To get an index, we can use which
.
> rows <- c("colA", "colB")
> df[, -which(names(df) %in% rows)]
# colC colD
# 1 3 4
# 2 7 8
Upvotes: 2
Reputation: 18602
There are several different ways you could accomplish this, and you are not limited to just the subset
function.
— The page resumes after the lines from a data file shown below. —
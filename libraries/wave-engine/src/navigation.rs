//! Page navigation history
//!
//! Every listener browses a stack of pages with a cursor. Entries hold only
//! identity keys (usernames), so rendering always reflects the live state of
//! the artist or host behind a page.

use std::fmt;
use wave_playback::{PlaybackSession, PlaybackSource};

/// Page a listener can visit
#[derive(Debug, Clone, PartialEq, Eq, Hash)]
pub enum NavigationEntry {
    /// Recommendations built from the listener's likes and follows
    Home,

    /// Everything the listener liked or followed
    LikedContent,

    /// An artist's albums, merch and events
    Artist(String),

    /// A host's podcasts and announcements
    Host(String),
}

impl NavigationEntry {
    /// Page type of this entry
    pub fn kind(&self) -> PageKind {
        match self {
            NavigationEntry::Home => PageKind::Home,
            NavigationEntry::LikedContent => PageKind::LikedContent,
            NavigationEntry::Artist(_) => PageKind::Artist,
            NavigationEntry::Host(_) => PageKind::Host,
        }
    }

    /// Build the entry for `kind`, resolving artist and host pages through
    /// the listener's last loaded source.
    ///
    /// An artist page follows the track under the cursor (so inside a
    /// shuffled playlist it is the artist of the song actually playing); a
    /// host page requires a podcast. Returns `None` when the page cannot be
    /// reached from what was loaded.
    pub fn resolve(kind: PageKind, session: &PlaybackSession) -> Option<Self> {
        match kind {
            PageKind::Home => Some(NavigationEntry::Home),
            PageKind::LikedContent => Some(NavigationEntry::LikedContent),
            PageKind::Artist => {
                let state = session.state()?;
                if matches!(state.source(), PlaybackSource::Podcast(_)) {
                    return None;
                }
                let track = state.current_track()?;
                Some(NavigationEntry::Artist(track.as_song()?.artist.clone()))
            }
            PageKind::Host => match session.last_source()? {
                PlaybackSource::Podcast(podcast) => {
                    Some(NavigationEntry::Host(podcast.owner.clone()))
                }
                _ => None,
            },
        }
    }
}

/// Page type named by the `changePage` command
#[derive(Debug, Clone, Copy, PartialEq, Eq, Hash)]
pub enum PageKind {
    /// Home page
    Home,
    /// Liked content page
    LikedContent,
    /// Page of the artist currently listened to
    Artist,
    /// Page of the host currently listened to
    Host,
}

impl PageKind {
    /// Parse a page name as it appears in `changePage`
    pub fn parse(name: &str) -> Option<Self> {
        match name {
            "Home" => Some(PageKind::Home),
            "LikedContent" => Some(PageKind::LikedContent),
            "Artist" => Some(PageKind::Artist),
            "Host" => Some(PageKind::Host),
            _ => None,
        }
    }
}

impl fmt::Display for PageKind {
    fn fmt(&self, f: &mut fmt::Formatter<'_>) -> fmt::Result {
        let name = match self {
            PageKind::Home => "Home",
            PageKind::LikedContent => "LikedContent",
            PageKind::Artist => "Artist",
            PageKind::Host => "Host",
        };
        f.write_str(name)
    }
}

/// Page history with a cursor
///
/// Pushing appends and moves the cursor to the new entry; back and forward
/// only move the cursor, entries are never dropped.
#[derive(Debug, Clone)]
pub struct NavigationStack {
    /// Visited pages, oldest first; never empty
    entries: Vec<NavigationEntry>,

    /// Index of the page on screen
    cursor: usize,
}

impl NavigationStack {
    /// Create a history showing the home page
    pub fn new() -> Self {
        Self {
            entries: vec![NavigationEntry::Home],
            cursor: 0,
        }
    }

    /// Visit a page
    pub fn push(&mut self, entry: NavigationEntry) {
        self.entries.push(entry);
        self.cursor = self.entries.len() - 1;
    }

    /// Move to the previous page; `false` when already at the first one
    pub fn back(&mut self) -> bool {
        if self.cursor == 0 {
            return false;
        }
        self.cursor -= 1;
        true
    }

    /// Move to the following page; `false` when already at the last one
    pub fn forward(&mut self) -> bool {
        if self.cursor + 1 >= self.entries.len() {
            return false;
        }
        self.cursor += 1;
        true
    }

    /// Page on screen
    pub fn current(&self) -> &NavigationEntry {
        &self.entries[self.cursor]
    }

    /// Cursor position
    pub fn cursor(&self) -> usize {
        self.cursor
    }

    /// Number of visited pages
    pub fn len(&self) -> usize {
        self.entries.len()
    }

    /// Always `false`: the home page is never dropped
    pub fn is_empty(&self) -> bool {
        self.entries.is_empty()
    }
}

impl Default for NavigationStack {
    fn default() -> Self {
        Self::new()
    }
}
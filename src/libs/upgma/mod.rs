//! Average-linkage clustering of sequences into a guide tree.
//!
//! # Core Components
//!
//! * [`matrix`] - The sequence distance matrix and the squared-distance kernel over its rows.
//! * [`linkage`] - Average linkage between two clusters.
//! * [`search`] - Parallel search for the closest pair in the working set.
//! * [`cluster`] - Clusters and the merge/removal protocol.
//! * [`engine`] - The search-merge loop.
//! * [`tree`] - The guide tree recorded by the loop, with a Newick writer.
//!
//! # Algorithm Overview
//!
//! 1. **Input**: N sequences and an N x N distance matrix.
//! 2. **Embedding**: Row `i` of the matrix is the embedding of sequence `i`; two sequences are
//!    as far apart as the Euclidean distance between their rows.
//! 3. **Linkage**: The distance between clusters is the mean embedding distance over all
//!    cross pairs of members.
//! 4. **Loop**: The closest pair is removed from the working set and its concatenation is
//!    appended, until one cluster is left.

pub mod cluster;
pub mod engine;
pub mod error;
pub mod linkage;
pub mod matrix;
pub mod search;
pub mod tree;

pub use cluster::{merge_clusters, take_pair, Cluster};
pub use engine::{upgma, Clustering, MergeStep};
pub use error::ClusterError;
pub use linkage::linkage_distance;
pub use matrix::{squared_distance, squared_distance_chunked, DistMatrix};
pub use search::{find_closest_clusters, ClosestPair};
pub use tree::{GuideTree, Node, NodeId};
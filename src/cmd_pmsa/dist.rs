use clap::*;
use log::info;
use pmsa::libs::align::GlobalAligner;
use pmsa::libs::dist::{pairwise_distances, write_phylip};
use pmsa::libs::score::SubTable;
use pmsa::libs::seq::read_sequences;

// Create clap subcommand arguments
pub fn make_subcommand() -> Command {
    Command::new("dist")
        .about("All-against-all distances of protein sequences")
        .after_help(
            r###"
Globally aligns every pair of sequences with BLOSUM62 and a linear gap
penalty, and reports 1 - identity as a relaxed PHYLIP matrix.

Notes:
* Supports both plain text and gzipped (.gz) files
* Reads from stdin if input file is 'stdin'
* The output can be fed back with `pmsa guide --matrix`

Examples:
1. Distance matrix of a FASTA file:
   pmsa dist input.fa -o matrix.phy

2. Use 8 threads and a softer gap penalty:
   pmsa dist input.fa --parallel 8 --gap -2

"###,
        )
        .arg(
            Arg::new("infile")
                .required(true)
                .index(1)
                .help("Input protein FASTA file"),
        )
        .arg(
            Arg::new("gap")
                .long("gap")
                .num_args(1)
                .default_value("-4")
                .allow_negative_numbers(true)
                .value_parser(value_parser!(i32))
                .help("Score of one gap column"),
        )
        .arg(
            Arg::new("parallel")
                .long("parallel")
                .short('p')
                .num_args(1)
                .default_value("1")
                .value_parser(value_parser!(usize))
                .help("Number of threads"),
        )
        .arg(
            Arg::new("outfile")
                .long("outfile")
                .short('o')
                .num_args(1)
                .default_value("stdout")
                .help("Output filename. [stdout] for screen"),
        )
}

// command implementation
pub fn execute(args: &ArgMatches) -> anyhow::Result<()> {
    let infile = args.get_one::<String>("infile").unwrap();
    let gap = *args.get_one::<i32>("gap").unwrap();
    let parallel = *args.get_one::<usize>("parallel").unwrap();
    let mut writer = pmsa::writer(args.get_one::<String>("outfile").unwrap())?;

    let seqs = read_sequences(infile)?;
    let table = SubTable::build();
    let aligner = GlobalAligner::new(gap);

    let start = std::time::Instant::now();
    let pool = super::build_pool(parallel)?;
    let matrix = pool.install(|| pairwise_distances(&seqs, &table, &aligner))?;
    info!(
        "Distance matrix of {} sequences: {:.6} s",
        seqs.len(),
        start.elapsed().as_secs_f64()
    );

    write_phylip(&mut writer, &matrix, &seqs)?;

    Ok(())
}
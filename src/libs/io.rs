use anyhow::Context;
use std::io::{BufRead, BufReader, BufWriter, Write};

/// Open `stdin` or a file for buffered reading. Files ending in `.gz` are decompressed.
///
/// ```
/// use std::io::BufRead;
/// let reader = pmsa::reader("tests/pmsa/small.fa").unwrap();
/// let headers = reader
///     .lines()
///     .map(|l| l.unwrap())
///     .filter(|l| l.starts_with('>'))
///     .count();
/// assert_eq!(headers, 4);
/// ```
pub fn reader(input: &str) -> anyhow::Result<Box<dyn BufRead>> {
    let reader: Box<dyn BufRead> = if input == "stdin" {
        Box::new(BufReader::new(std::io::stdin()))
    } else {
        let path = std::path::Path::new(input);
        let file = std::fs::File::open(path)
            .with_context(|| format!("could not open {}", path.display()))?;

        if path.extension() == Some(std::ffi::OsStr::new("gz")) {
            Box::new(BufReader::new(flate2::read::MultiGzDecoder::new(file)))
        } else {
            Box::new(BufReader::new(file))
        }
    };

    Ok(reader)
}

/// Open `stdout` or a file for buffered writing.
pub fn writer(output: &str) -> anyhow::Result<Box<dyn Write>> {
    let writer: Box<dyn Write> = if output == "stdout" {
        Box::new(BufWriter::new(std::io::stdout()))
    } else {
        let file = std::fs::File::create(output)
            .with_context(|| format!("could not create {}", output))?;
        Box::new(BufWriter::new(file))
    };

    Ok(writer)
}

#[cfg(test)]
mod tests {
    use super::*;
    use flate2::write::GzEncoder;
    use tempfile::tempdir;

    #[test]
    fn test_reader_gzip() {
        let dir = tempdir().unwrap();
        let path = dir.path().join("test.fa.gz");
        {
            let file = std::fs::File::create(&path).unwrap();
            let mut encoder = GzEncoder::new(file, flate2::Compression::default());
            writeln!(encoder, ">seq1\nMKV").unwrap();
        }

        let lines: Vec<String> = reader(path.to_str().unwrap())
            .unwrap()
            .lines()
            .map(|l| l.unwrap())
            .collect();
        assert_eq!(lines, vec![">seq1".to_string(), "MKV".to_string()]);
    }

    #[test]
    fn test_reader_missing() {
        let err = reader("tests/pmsa/does_not_exist.fa").err().unwrap();
        assert!(err.to_string().contains("could not open"));
    }
}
For example,
Df <- data.frame(
colA=1:4,
colB=5:8,
colC=9:12,
colD=13:16)
##
rows_to_select <- c("colA", "colB")
##
> Df[,!(names(Df) %in% rows_to_select)]
colC colD
1 9 13
2 10 14
3 11 15
4 12 16
Subsetting data.frame
s using [
is also more efficient than calling subset()
. But to address your question of
why can't I simply invert the keep-sign by putting a minus in front
that is just a result of R's language structure.
Upvotes: 0